'''

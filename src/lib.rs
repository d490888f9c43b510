mod color;
mod device;
mod events;
mod protocol;
mod reconcile;
mod service;
#[cfg(test)]
mod test_helper;

pub use color::StatusColor;
pub use device::*;
pub use events::*;
pub use protocol::client::{BROADCAST_TARGET, DEFAULT_PORT, KasaBulb, KasaError, KasaOptions};
pub use protocol::messages::{LightState, SysInfo};
pub use protocol::scanner::Scanner;
pub use reconcile::{
    Decision, ReconcileReport, Schedule, UPCOMING_THRESHOLD_MINUTES, classify, decide,
    decide_with_threshold, upcoming_threshold,
};
pub use service::MeetingLight;

/// The production wiring: real bulbs, JSON config file.
pub type KasaMeetingLight = MeetingLight<KasaNetwork, JsonConfigFile>;
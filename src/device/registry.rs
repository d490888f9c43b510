use tracing::{debug, info, warn};

use crate::device::config_store::{ALIAS_KEY, ConfigStore, DeviceIdentity, IP_KEY};
use crate::device::{DeviceNetwork, LightDevice};

/// Strips everything but word characters and lowercases, so that
/// "Office-Lamp " and "office lamp" compare equal.
pub fn normalize_alias(alias: &str) -> String {
    alias
        .chars()
        .filter(|c| c.is_alphanumeric() || *c == '_')
        .flat_map(char::to_lowercase)
        .collect()
}

/// Outcome of checking the cached address.
#[derive(Debug)]
pub enum Verification<D> {
    Verified(D),
    /// Something answered, but under another alias.
    Mismatch(String),
    Unreachable(String),
}

#[derive(Debug, Clone, PartialEq, Eq)]
pub enum ResolveFailure {
    /// Neither the store nor the configuration names the expected device.
    NoAlias,
    NoMatch,
    DiscoveryFailed(String),
}

#[derive(Debug)]
pub enum Resolution<D> {
    /// The cached address still answers with the expected alias.
    Cached(D),
    /// Found by a discovery scan; its address is now cached.
    Discovered(D),
    NotFound(ResolveFailure),
}

impl<D> Resolution<D> {
    pub fn into_device(self) -> Option<D> {
        match self {
            Resolution::Cached(d) | Resolution::Discovered(d) => Some(d),
            Resolution::NotFound(_) => None,
        }
    }
}

pub struct DeviceRegistry<N, S> {
    network: N,
    store: S,
    configured_alias: Option<String>,
}

impl<N, S> DeviceRegistry<N, S>
where
    N: DeviceNetwork,
    S: ConfigStore,
{
    pub fn new(network: N, store: S) -> Self {
        Self {
            network,
            store,
            configured_alias: None,
        }
    }

    /// Alias used for discovery when the store does not hold one.
    pub fn with_alias(mut self, alias: Option<String>) -> Self {
        self.configured_alias = alias.filter(|a| !a.trim().is_empty());
        self
    }

    pub fn store(&self) -> &S {
        &self.store
    }

    pub fn network(&self) -> &N {
        &self.network
    }

    pub async fn resolve(&self) -> Resolution<N::Device> {
        let identity = DeviceIdentity::load(&self.store);

        if let (Some(ip), Some(alias)) = (&identity.ip, &identity.alias) {
            match self.verify(ip, alias).await {
                Verification::Verified(device) => {
                    debug!("Cached device at {} verified as '{}'", ip, alias);
                    return Resolution::Cached(device);
                }
                Verification::Mismatch(found) => {
                    info!(
                        "Device at {} answers as '{}' instead of '{}', rediscovering",
                        ip, found, alias
                    );
                }
                Verification::Unreachable(e) => {
                    info!("Cached device at {} unreachable ({}), rediscovering", ip, e);
                }
            }
        }

        let stored_alias = identity.alias.is_some();
        let Some(alias) = identity.alias.or_else(|| self.configured_alias.clone()) else {
            warn!("No device alias configured, cannot discover the light");
            return Resolution::NotFound(ResolveFailure::NoAlias);
        };

        match self.discover(&alias).await {
            Ok(Some(device)) => {
                self.remember(&device, &alias, !stored_alias);
                Resolution::Discovered(device)
            }
            Ok(None) => {
                warn!("No light named '{}' found on the network", alias);
                Resolution::NotFound(ResolveFailure::NoMatch)
            }
            Err(e) => {
                warn!("Discovery failed: {}", e);
                Resolution::NotFound(ResolveFailure::DiscoveryFailed(e.to_string()))
            }
        }
    }

    /// Connects to `ip` and checks that it answers with `alias`. Network
    /// errors count as a failed verification.
    pub async fn verify(&self, ip: &str, alias: &str) -> Verification<N::Device> {
        match self.network.connect(ip).await {
            Ok(device) if normalize_alias(device.alias()) == normalize_alias(alias) => {
                Verification::Verified(device)
            }
            Ok(device) => Verification::Mismatch(device.alias().to_string()),
            Err(e) => Verification::Unreachable(e.to_string()),
        }
    }

    async fn discover(&self, alias: &str) -> Result<Option<N::Device>, crate::KasaError> {
        let wanted = normalize_alias(alias);
        let devices = self.network.discover().await?;
        debug!("Discovery returned {} light(s)", devices.len());
        Ok(devices
            .into_iter()
            .find(|d| normalize_alias(d.alias()) == wanted))
    }

    fn remember(&self, device: &N::Device, alias: &str, store_alias: bool) {
        info!("Caching address {} for '{}'", device.host(), alias);
        if let Err(e) = self.store.set(IP_KEY, device.host()) {
            warn!("Failed to cache device address: {}", e);
        }
        if store_alias {
            if let Err(e) = self.store.set(ALIAS_KEY, alias) {
                warn!("Failed to cache device alias: {}", e);
            }
        }
    }
}

#[cfg(test)]
mod tests {
    use super::*;
    use crate::device::MemoryConfig;
    use crate::test_helper::{FakeBulb, FakeNetwork};

    #[test]
    fn test_normalize_alias() {
        assert_eq!(normalize_alias("Office-Lamp "), "officelamp");
        assert_eq!(normalize_alias("office lamp!"), "officelamp");
        assert_eq!(normalize_alias("Lamp_2"), "lamp_2");
    }

    #[tokio::test]
    async fn test_cached_address_verified() {
        let network = FakeNetwork::new(vec![FakeBulb::new("10.0.0.5", "Office Lamp")]);
        let store = MemoryConfig::with_identity(Some("10.0.0.5"), Some("office lamp"));
        let registry = DeviceRegistry::new(network.clone(), store);

        let resolution = registry.resolve().await;

        assert!(matches!(resolution, Resolution::Cached(_)));
        assert_eq!(network.discover_calls(), 0);
    }

    #[tokio::test]
    async fn test_alias_mismatch_falls_through_to_discovery() {
        let network = FakeNetwork::new(vec![
            FakeBulb::new("10.0.0.5", "Kitchen"),
            FakeBulb::new("10.0.0.9", "Office Lamp"),
        ]);
        let store = MemoryConfig::with_identity(Some("10.0.0.5"), Some("Office Lamp"));
        let registry = DeviceRegistry::new(network.clone(), store);

        let device = match registry.resolve().await {
            Resolution::Discovered(device) => device,
            other => panic!("expected discovery, got {other:?}"),
        };

        assert_eq!(device.host(), "10.0.0.9");
        assert_eq!(network.discover_calls(), 1);
        assert_eq!(registry.store().get(IP_KEY).as_deref(), Some("10.0.0.9"));
    }

    #[tokio::test]
    async fn test_unreachable_cache_falls_through_to_discovery() {
        let network = FakeNetwork::new(vec![FakeBulb::new("10.0.0.9", "Office Lamp")]);
        let store = MemoryConfig::with_identity(Some("10.0.0.5"), Some("Office Lamp"));
        let registry = DeviceRegistry::new(network.clone(), store);

        let resolution = registry.resolve().await;

        assert!(matches!(resolution, Resolution::Discovered(_)));
        assert_eq!(network.connect_calls(), 1);
    }

    #[tokio::test]
    async fn test_no_alias_is_not_found() {
        let network = FakeNetwork::new(vec![FakeBulb::new("10.0.0.9", "Office Lamp")]);
        let registry = DeviceRegistry::new(network.clone(), MemoryConfig::new());

        let resolution = registry.resolve().await;

        assert!(matches!(
            resolution,
            Resolution::NotFound(ResolveFailure::NoAlias)
        ));
        assert_eq!(network.discover_calls(), 0);
    }

    #[tokio::test]
    async fn test_configured_alias_is_persisted_after_discovery() {
        let network = FakeNetwork::new(vec![FakeBulb::new("10.0.0.9", "Office Lamp")]);
        let registry = DeviceRegistry::new(network, MemoryConfig::new())
            .with_alias(Some("office-lamp".to_string()));

        let resolution = registry.resolve().await;

        assert!(matches!(resolution, Resolution::Discovered(_)));
        let identity = DeviceIdentity::load(registry.store());
        assert_eq!(identity.ip.as_deref(), Some("10.0.0.9"));
        assert_eq!(identity.alias.as_deref(), Some("office-lamp"));
    }

    #[tokio::test]
    async fn test_discovery_without_match() {
        let network = FakeNetwork::new(vec![FakeBulb::new("10.0.0.9", "Kitchen")]);
        let store = MemoryConfig::with_identity(None, Some("Office Lamp"));
        let registry = DeviceRegistry::new(network, store);

        let resolution = registry.resolve().await;

        assert!(matches!(
            resolution,
            Resolution::NotFound(ResolveFailure::NoMatch)
        ));
        assert_eq!(registry.store().get(IP_KEY), None);
    }

    #[tokio::test]
    async fn test_discovery_failure_is_reported() {
        let network = FakeNetwork::failing_discovery();
        let store = MemoryConfig::with_identity(None, Some("Office Lamp"));
        let registry = DeviceRegistry::new(network, store);

        let resolution = registry.resolve().await;

        assert!(matches!(
            resolution,
            Resolution::NotFound(ResolveFailure::DiscoveryFailed(_))
        ));
    }
}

'''

WORK ORDER:
From the data above, output exactly the lines between the one containing "ip, found, alias" and the one containing "let Some(alias) = identity.alias.or_else(||", counting both of them.

RESULT OF THIS EXERCISE:
                        ip, found, alias
                    );
                }
                Verification::Unreachable(e) => {
                    info!("Cached device at {} unreachable ({}), rediscovering", ip, e);
                }
            }
        }

        let stored_alias = identity.alias.is_some();
        let Some(alias) = identity.alias.or_else(|| self.configured_alias.clone()) else {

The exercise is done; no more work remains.